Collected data

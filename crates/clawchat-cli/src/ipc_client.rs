//! Minimal IPC client: one request line, one response line.
//!
//! The daemon pushes event lines (objects with a `type` field) on the
//! same connection; the client skips those and returns the first
//! response object (the one carrying `ok`).

use std::path::Path;
use std::time::Duration;

use serde_json::Value;
use tokio::io::{AsyncBufReadExt, AsyncWriteExt, BufReader};
use tokio::net::UnixStream;

/// Baseline deadline for a request round-trip.
const REQUEST_TIMEOUT: Duration = Duration::from_secs(15);

/// Sends one request to the daemon socket and awaits its response.
///
/// `extra_wait` extends the deadline for long-polling requests.
pub async fn request(
    socket: &Path,
    request: Value,
    extra_wait: Option<Duration>,
) -> Result<Value, String> {
    let deadline = REQUEST_TIMEOUT + extra_wait.unwrap_or_default();
    tokio::time::timeout(deadline, round_trip(socket, request))
        .await
        .map_err(|_| "request timed out — is the daemon responding?".to_string())?
}

async fn round_trip(socket: &Path, request: Value) -> Result<Value, String> {
    let stream = UnixStream::connect(socket).await.map_err(|e| {
        format!(
            "cannot reach the daemon at '{}' — is it running? ({e})",
            socket.display()
        )
    })?;
    let (read_half, mut write_half) = stream.into_split();

    let mut line = request.to_string();
    line.push('\n');
    write_half
        .write_all(line.as_bytes())
        .await
        .map_err(|e| format!("failed to send request: {e}"))?;

    let mut lines = BufReader::new(read_half).lines();
    loop {
        let line = lines
            .next_line()
            .await
            .map_err(|e| format!("failed to read response: {e}"))?
            .ok_or_else(|| "daemon closed the connection".to_string())?;
        if line.trim().is_empty() {
            continue;
        }
        let value: Value =
            serde_json::from_str(&line).map_err(|e| format!("malformed response: {e}"))?;
        // Event lines carry `type`; responses carry `ok`.
        if value.get("ok").is_some() {
            return Ok(value);
        }
    }
}

/// Unwraps `{ok, data?, error?}` into the data value.
pub fn into_data(response: Value) -> Result<Value, String> {
    if response.get("ok").and_then(Value::as_bool) == Some(true) {
        Ok(response.get("data").cloned().unwrap_or(Value::Null))
    } else {
        Err(response
            .get("error")
            .and_then(Value::as_str)
            .unwrap_or("unknown daemon error")
            .to_string())
    }
}
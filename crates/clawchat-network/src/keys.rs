//! Node key ↔ libp2p identity conversions.
//!
//! Transport endpoints are identified by Ed25519 node keys. libp2p
//! encodes such keys inline in the `PeerId` (identity multihash), so
//! the remote node key can always be recovered from the peer id the
//! transport reports — no extra exchange needed.

use libp2p::identity;
use libp2p::PeerId;

use clawchat_types::{ClawchatError, NodeKey, Result};

/// Multihash code for the identity hash, used for inline public keys.
const MULTIHASH_IDENTITY_CODE: u64 = 0x00;

/// Builds the gateway's libp2p identity from a stored Ed25519 seed.
pub fn keypair_from_seed(seed: &[u8; 32]) -> Result<identity::Keypair> {
    let mut bytes = *seed;
    identity::Keypair::ed25519_from_bytes(&mut bytes).map_err(|e| ClawchatError::Transport {
        reason: format!("invalid transport key seed: {e}"),
    })
}

/// Extracts the 32-byte Ed25519 node key from a `PeerId`.
///
/// # Errors
///
/// [`ClawchatError::Transport`] when the peer id does not inline an
/// Ed25519 key (non-identity multihash or another key type).
pub fn node_key_from_peer_id(peer: &PeerId) -> Result<NodeKey> {
    let multihash = peer.as_ref();
    if multihash.code() != MULTIHASH_IDENTITY_CODE {
        return Err(ClawchatError::Transport {
            reason: format!("peer id {peer} does not inline its public key"),
        });
    }
    let public = identity::PublicKey::try_decode_protobuf(multihash.digest()).map_err(|e| {
        ClawchatError::Transport {
            reason: format!("peer id {peer} carries an undecodable key: {e}"),
        }
    })?;
    let ed25519 = public
        .try_into_ed25519()
        .map_err(|_| ClawchatError::Transport {
            reason: format!("peer id {peer} is not an Ed25519 node"),
        })?;
    Ok(NodeKey::new(ed25519.to_bytes()))
}

/// Derives the `PeerId` a node key dials as.
pub fn peer_id_from_node_key(node_key: &NodeKey) -> Result<PeerId> {
    let ed25519 = identity::ed25519::PublicKey::try_from_bytes(node_key.as_bytes()).map_err(
        |e| ClawchatError::Transport {
            reason: format!("invalid node key: {e}"),
        },
    )?;
    Ok(PeerId::from(identity::PublicKey::from(ed25519)))
}

#[cfg(test)]
mod tests {
    use super::*;

    #[test]
    fn node_key_roundtrips_through_peer_id() -> Result<()> {
        let seed = [0x42u8; 32];
        let keypair = keypair_from_seed(&seed)?;
        let peer_id = PeerId::from(keypair.public());

        let node_key = node_key_from_peer_id(&peer_id)?;
        assert_eq!(peer_id_from_node_key(&node_key)?, peer_id);
        Ok(())
    }

    #[test]
    fn conversion_is_deterministic() -> Result<()> {
        let seed = [0x07u8; 32];
        let a = PeerId::from(keypair_from_seed(&seed)?.public());
        let b = PeerId::from(keypair_from_seed(&seed)?.public());
        assert_eq!(a, b);
        assert_eq!(node_key_from_peer_id(&a)?, node_key_from_peer_id(&b)?);
        Ok(())
    }

    #[test]
    fn different_seeds_different_node_keys() -> Result<()> {
        let a = PeerId::from(keypair_from_seed(&[1u8; 32])?.public());
        let b = PeerId::from(keypair_from_seed(&[2u8; 32])?.public());
        assert_ne!(node_key_from_peer_id(&a)?, node_key_from_peer_id(&b)?);
        Ok(())
    }
}
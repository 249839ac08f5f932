//! The Clawchat gateway: one daemon hosting several cryptographic
//! identities over one peer-to-peer transport.
//!
//! The daemon authenticates sessions with node-key attestations
//! (SNaP2P), gossips peer contacts over them (PX-1), keeps durable
//! per-identity mailboxes with at-least-once outbound retry, and
//! exposes a newline-delimited JSON control plane on a Unix socket.
//!
//! Construct a [`Gateway`] from a [`config::GatewayConfig`] and a
//! data directory, then drive it with [`Gateway::run`]. Front-ends
//! talk to it through [`command::GatewayCommand`] or the IPC socket.

pub mod command;
pub mod config;
mod delivery;
pub mod event_loop;
pub mod ipc;
pub mod manager;
mod px;
pub mod session;
pub mod wake;

pub use config::GatewayConfig;
pub use event_loop::Gateway;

WHAT YOU HAVE TO DO
Go through the data above and return each line containing the string "ClawchatError".

THE ANSWER
use clawchat_types::{ClawchatError, NodeKey, Result};
    identity::Keypair::ed25519_from_bytes(&mut bytes).map_err(|e| ClawchatError::Transport {
/// [`ClawchatError::Transport`] when the peer id does not inline an
        return Err(ClawchatError::Transport {
        ClawchatError::Transport {
        .map_err(|_| ClawchatError::Transport {
        |e| ClawchatError::Transport {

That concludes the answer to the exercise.